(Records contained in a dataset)
————————
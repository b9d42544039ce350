//! Periodic, priority-ordered task scheduler.
//!
//! A fixed-capacity table of closures, each with a millisecond interval and
//! an 8-bit priority. [`Scheduler::run`] sorts the table once (stable,
//! highest priority first) and then loops: sample the clock, dispatch every
//! due task in table order, sleep until the earliest next deadline, repeat.
//! The loop exits when the process-wide shutdown flag (or an injected local
//! one) is set, or when a [`SchedulerHandle`] stops it.
//!
//! Two dispatch modes share the same selection and accounting:
//!
//! - [`DispatchMode::Inline`]: every callback runs on the dispatch thread,
//!   serialized. No data races between tasks are possible.
//! - [`DispatchMode::Threaded`]: each due task in a tick runs on a transient
//!   worker; the dispatcher joins them all before sleeping. One
//!   scheduler-wide mutex serializes task-field access, and callbacks run
//!   outside it, so I/O-bound tasks in the same tick overlap. Strict
//!   priority order among concurrently dispatched tasks is given up in
//!   exchange.
//!
//! Overruns (a callback finishing past `last_run + interval`) are counted
//! per task and reported through the logger; they never stop the loop. A
//! task that runs longer than its interval is rescheduled from the tick
//! start, so missed intervals do not produce catch-up bursts.

use std::sync::atomic::{AtomicBool, Ordering};
use std::sync::{Arc, Mutex, MutexGuard, PoisonError};
use std::time::Duration;

use serde::Serialize;

use crate::clock;
use crate::error::Error;
use crate::signal::ShutdownFlag;

/// Upper bound on the inter-tick sleep, so shutdown requests and newly due
/// work are observed promptly even when every task is far from due.
pub const SLEEP_CAP_MS: u32 = 50;

/// A task callback. Context travels inside the closure; the scheduler never
/// inspects it.
pub type TaskCallback = Box<dyn FnMut() + Send>;

/// Post-dispatch hook: `(index in sorted table, task name)`.
pub type LogHook = Box<dyn FnMut(usize, &str) + Send>;

/// How due tasks are executed within a tick.
#[derive(Debug, Clone, Copy, PartialEq, Eq)]
pub enum DispatchMode {
    /// All callbacks on the dispatch thread, in strict priority order.
    Inline,
    /// One transient worker per due task per tick, joined before sleeping.
    Threaded,
}

/// Stable identifier returned by [`Scheduler::add_task`]; survives the
/// priority sort.
#[derive(Debug, Clone, Copy, PartialEq, Eq, Hash)]
pub struct TaskId(usize);

/// Mutable per-task scheduling and profiling state.
#[derive(Debug, Clone, Copy, Default)]
struct TaskStats {
    last_run_ms: u32,
    deadline_ms: u32,
    run_count: u32,
    total_duration_ms: u32,
    max_duration_ms: u32,
    overrun_count: u32,
}

/// Read-only statistics snapshot for one task.
#[derive(Debug, Clone, Serialize)]
pub struct TaskSnapshot {
    pub name: String,
    pub interval_ms: u32,
    pub priority: u8,
    pub run_count: u32,
    pub avg_ms: u32,
    pub max_duration_ms: u32,
    pub total_duration_ms: u32,
    pub overrun_count: u32,
}

struct TaskEntry {
    id: TaskId,
    name: String,
    interval_ms: u32,
    priority: u8,
    // Exclusive access per invocation; uncontended in practice because at
    // most one worker per task is launched per tick.
    callback: Mutex<TaskCallback>,
}

/// State behind the single scheduler-wide mutex: the stats table (parallel
/// to the task table) and the log hook.
struct Shared {
    stats: Vec<TaskStats>,
    hook: Option<LogHook>,
}

/// Clonable handle that stops a running scheduler from a callback or
/// another thread. Advisory: the dispatch loop finishes the current tick
/// first.
#[derive(Clone)]
pub struct SchedulerHandle {
    running: Arc<AtomicBool>,
}

impl SchedulerHandle {
    /// Ask the dispatch loop to exit after the current tick.
    pub fn stop(&self) {
        self.running.store(false, Ordering::SeqCst);
    }
}

/// The scheduler. See the module docs for the dispatch model.
pub struct Scheduler {
    tasks: Vec<Arc<TaskEntry>>,
    shared: Arc<Mutex<Shared>>,
    max_tasks: usize,
    mode: DispatchMode,
    running: Arc<AtomicBool>,
    shutdown: ShutdownFlag,
    next_id: usize,
}

impl Scheduler {
    /// Create an inline-mode scheduler with the given table capacity.
    pub fn new(max_tasks: usize) -> Result<Self, Error> {
        Self::with_mode(max_tasks, DispatchMode::Inline)
    }

    /// Create a scheduler with an explicit dispatch mode.
    pub fn with_mode(max_tasks: usize, mode: DispatchMode) -> Result<Self, Error> {
        if max_tasks == 0 {
            return Err(Error::InvalidCapacity);
        }
        Ok(Self {
            tasks: Vec::with_capacity(max_tasks),
            shared: Arc::new(Mutex::new(Shared {
                stats: Vec::with_capacity(max_tasks),
                hook: None,
            })),
            max_tasks,
            mode,
            running: Arc::new(AtomicBool::new(false)),
            shutdown: ShutdownFlag::process(),
            next_id: 0,
        })
    }

    /// Replace the shutdown condition the dispatch loop polls. Defaults to
    /// the process-wide signal-driven flag; embedders and tests inject a
    /// [`ShutdownFlag::local`].
    pub fn with_shutdown_flag(mut self, flag: ShutdownFlag) -> Self {
        self.shutdown = flag;
        self
    }

    /// Register a periodic task.
    ///
    /// `last_run` starts at the current clock reading, so the first
    /// invocation happens about `interval_ms` after registration.
    pub fn add_task(
        &mut self,
        name: impl Into<String>,
        interval_ms: u32,
        priority: u8,
        callback: impl FnMut() + Send + 'static,
    ) -> Result<TaskId, Error> {
        let name = name.into();
        if name.is_empty() {
            return Err(Error::EmptyTaskName);
        }
        if interval_ms == 0 {
            return Err(Error::InvalidInterval);
        }
        if self.tasks.len() >= self.max_tasks {
            return Err(Error::TableFull {
                capacity: self.max_tasks,
            });
        }

        let id = TaskId(self.next_id);
        self.next_id += 1;
        self.tasks.push(Arc::new(TaskEntry {
            id,
            name,
            interval_ms,
            priority,
            callback: Mutex::new(Box::new(callback)),
        }));
        self.lock_shared().stats.push(TaskStats {
            last_run_ms: clock::millis(),
            ..TaskStats::default()
        });
        Ok(id)
    }

    /// Install or clear the post-dispatch hook.
    pub fn set_log_hook(&mut self, hook: Option<LogHook>) {
        self.lock_shared().hook = hook;
    }

    /// Handle for stopping the loop from elsewhere.
    pub fn stop_handle(&self) -> SchedulerHandle {
        SchedulerHandle {
            running: Arc::clone(&self.running),
        }
    }

    /// Ask the dispatch loop to exit after the current tick. Advisory;
    /// termination is primarily driven by the shutdown flag.
    pub fn stop(&self) {
        self.running.store(false, Ordering::SeqCst);
    }

    /// Run the dispatch loop until shutdown.
    ///
    /// Sorts the table once on entry (stable, descending priority — equal
    /// priorities keep insertion order); priority relationships are then
    /// immutable until `run` returns.
    pub fn run(&mut self) {
        self.running.store(true, Ordering::SeqCst);
        self.sort_by_priority();
        log::info!(
            "scheduler started: {} task(s), {:?} dispatch",
            self.tasks.len(),
            self.mode
        );

        while self.running.load(Ordering::SeqCst) && !self.shutdown.is_set() {
            let now = clock::millis();
            let next_due = match self.mode {
                DispatchMode::Inline => self.tick_inline(now),
                DispatchMode::Threaded => self.tick_threaded(now),
            };
            // Sleep until the earliest next deadline, capped so the loop
            // keeps observing the shutdown flag; 1ms floor when idle or
            // when every task fired this tick.
            let sleep_ms = next_due.unwrap_or(1).clamp(1, SLEEP_CAP_MS);
            std::thread::sleep(Duration::from_millis(u64::from(sleep_ms)));
        }

        self.running.store(false, Ordering::SeqCst);
        log::info!("scheduler stopped");
    }

    /// One inline tick: dispatch every due task in table order. Returns the
    /// smallest remaining wait among tasks that did not fire.
    fn tick_inline(&self, now: u32) -> Option<u32> {
        let mut next_due: Option<u32> = None;

        for (idx, entry) in self.tasks.iter().enumerate() {
            let deadline = {
                let mut shared = self.lock_shared();
                let stats = &mut shared.stats[idx];
                let elapsed = now.wrapping_sub(stats.last_run_ms);
                if elapsed < entry.interval_ms {
                    let wait = entry.interval_ms - elapsed;
                    next_due = Some(next_due.map_or(wait, |d| d.min(wait)));
                    continue;
                }
                stats.deadline_ms = stats.last_run_ms.wrapping_add(entry.interval_ms);
                stats.deadline_ms
            };

            let start = clock::millis();
            {
                let mut callback = lock_callback(entry);
                (*callback)();
            }
            let duration = clock::millis().wrapping_sub(start);

            let mut shared = self.lock_shared();
            finish_dispatch(&mut shared, entry, idx, now, duration, deadline);
        }
        next_due
    }

    /// One threaded tick: one worker per due task, all joined before
    /// returning.
    fn tick_threaded(&self, now: u32) -> Option<u32> {
        let mut next_due: Option<u32> = None;
        let mut workers = Vec::new();

        for (idx, entry) in self.tasks.iter().enumerate() {
            let due = {
                let shared = self.lock_shared();
                let elapsed = now.wrapping_sub(shared.stats[idx].last_run_ms);
                if elapsed < entry.interval_ms {
                    let wait = entry.interval_ms - elapsed;
                    next_due = Some(next_due.map_or(wait, |d| d.min(wait)));
                    false
                } else {
                    true
                }
            };
            if !due {
                continue;
            }

            let entry = Arc::clone(entry);
            let shared = Arc::clone(&self.shared);
            workers.push(std::thread::spawn(move || {
                run_worker(&entry, &shared, idx, now);
            }));
        }

        for worker in workers {
            let _ = worker.join();
        }
        next_due
    }

    /// Average callback duration in milliseconds; 0 before the first run.
    pub fn avg_ms(&self, id: TaskId) -> Option<u32> {
        let idx = self.position(id)?;
        let shared = self.lock_shared();
        let stats = &shared.stats[idx];
        Some(if stats.run_count > 0 {
            stats.total_duration_ms / stats.run_count
        } else {
            0
        })
    }

    /// Deadline overruns recorded for the task.
    pub fn overruns(&self, id: TaskId) -> Option<u32> {
        let idx = self.position(id)?;
        Some(self.lock_shared().stats[idx].overrun_count)
    }

    /// Full statistics snapshot for one task.
    pub fn stats(&self, id: TaskId) -> Option<TaskSnapshot> {
        let idx = self.position(id)?;
        Some(self.snapshot_at(idx))
    }

    /// Snapshots for every task, in sorted table order.
    pub fn snapshots(&self) -> Vec<TaskSnapshot> {
        (0..self.tasks.len()).map(|i| self.snapshot_at(i)).collect()
    }

    /// Number of registered tasks.
    pub fn task_count(&self) -> usize {
        self.tasks.len()
    }

    /// Configured table capacity.
    pub fn capacity(&self) -> usize {
        self.max_tasks
    }

    /// The configured dispatch mode.
    pub fn mode(&self) -> DispatchMode {
        self.mode
    }

    fn snapshot_at(&self, idx: usize) -> TaskSnapshot {
        let entry = &self.tasks[idx];
        let shared = self.lock_shared();
        let stats = &shared.stats[idx];
        TaskSnapshot {
            name: entry.name.clone(),
            interval_ms: entry.interval_ms,
            priority: entry.priority,
            run_count: stats.run_count,
            avg_ms: if stats.run_count > 0 {
                stats.total_duration_ms / stats.run_count
            } else {
                0
            },
            max_duration_ms: stats.max_duration_ms,
            total_duration_ms: stats.total_duration_ms,
            overrun_count: stats.overrun_count,
        }
    }

    fn position(&self, id: TaskId) -> Option<usize> {
        self.tasks.iter().position(|t| t.id == id)
    }

    fn lock_shared(&self) -> MutexGuard<'_, Shared> {
        self.shared.lock().unwrap_or_else(PoisonError::into_inner)
    }

    /// Stable descending sort; the stats table follows the same
    /// permutation so indices stay aligned.
    fn sort_by_priority(&mut self) {
        let mut order: Vec<usize> = (0..self.tasks.len()).collect();
        order.sort_by(|&a, &b| self.tasks[b].priority.cmp(&self.tasks[a].priority));

        let tasks = order.iter().map(|&i| Arc::clone(&self.tasks[i])).collect();
        self.tasks = tasks;
        let mut shared = self.lock_shared();
        let stats = order.iter().map(|&i| shared.stats[i]).collect();
        shared.stats = stats;
    }
}

fn lock_callback(entry: &TaskEntry) -> MutexGuard<'_, TaskCallback> {
    entry.callback.lock().unwrap_or_else(PoisonError::into_inner)
}

/// Threaded-mode worker body: deadline update, timed callback outside the
/// shared mutex, then accounting.
fn run_worker(entry: &TaskEntry, shared: &Mutex<Shared>, idx: usize, now: u32) {
    let deadline = {
        let mut shared = shared.lock().unwrap_or_else(PoisonError::into_inner);
        let stats = &mut shared.stats[idx];
        stats.deadline_ms = stats.last_run_ms.wrapping_add(entry.interval_ms);
        stats.deadline_ms
    };

    let start = clock::millis();
    {
        let mut callback = lock_callback(entry);
        (*callback)();
    }
    let duration = clock::millis().wrapping_sub(start);

    let mut shared = shared.lock().unwrap_or_else(PoisonError::into_inner);
    finish_dispatch(&mut shared, entry, idx, now, duration, deadline);
}

/// Post-callback accounting, shared by both dispatch modes. Caller holds
/// the scheduler-wide mutex.
fn finish_dispatch(
    shared: &mut Shared,
    entry: &TaskEntry,
    idx: usize,
    tick_now: u32,
    duration: u32,
    deadline: u32,
) {
    let stats = &mut shared.stats[idx];
    // Reschedule from the tick start so jitter does not accumulate.
    stats.last_run_ms = tick_now;
    stats.run_count = stats.run_count.saturating_add(1);
    stats.total_duration_ms = stats.total_duration_ms.saturating_add(duration);
    if duration > stats.max_duration_ms {
        stats.max_duration_ms = duration;
    }

    let finished = clock::millis();
    if finished > deadline {
        stats.overrun_count = stats.overrun_count.saturating_add(1);
        log::warn!(
            "task {} exceeded deadline by {}ms",
            entry.name,
            finished - deadline
        );
    }

    if let Some(hook) = shared.hook.as_mut() {
        hook(idx, &entry.name);
    }
}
————————
Task instructions:
Could you write out exactly the lines above, starting at the first one and ending with the line that has "tasks are possible."?

Exercise solution:
repository b9d42544039ce350
//! Periodic, priority-ordered task scheduler.
//!
//! A fixed-capacity table of closures, each with a millisecond interval and
//! an 8-bit priority. [`Scheduler::run`] sorts the table once (stable,
//! highest priority first) and then loops: sample the clock, dispatch every
//! due task in table order, sleep until the earliest next deadline, repeat.
//! The loop exits when the process-wide shutdown flag (or an injected local
//! one) is set, or when a [`SchedulerHandle`] stops it.
//!
//! Two dispatch modes share the same selection and accounting:
//!
//! - [`DispatchMode::Inline`]: every callback runs on the dispatch thread,
//!   serialized. No data races between tasks are possible.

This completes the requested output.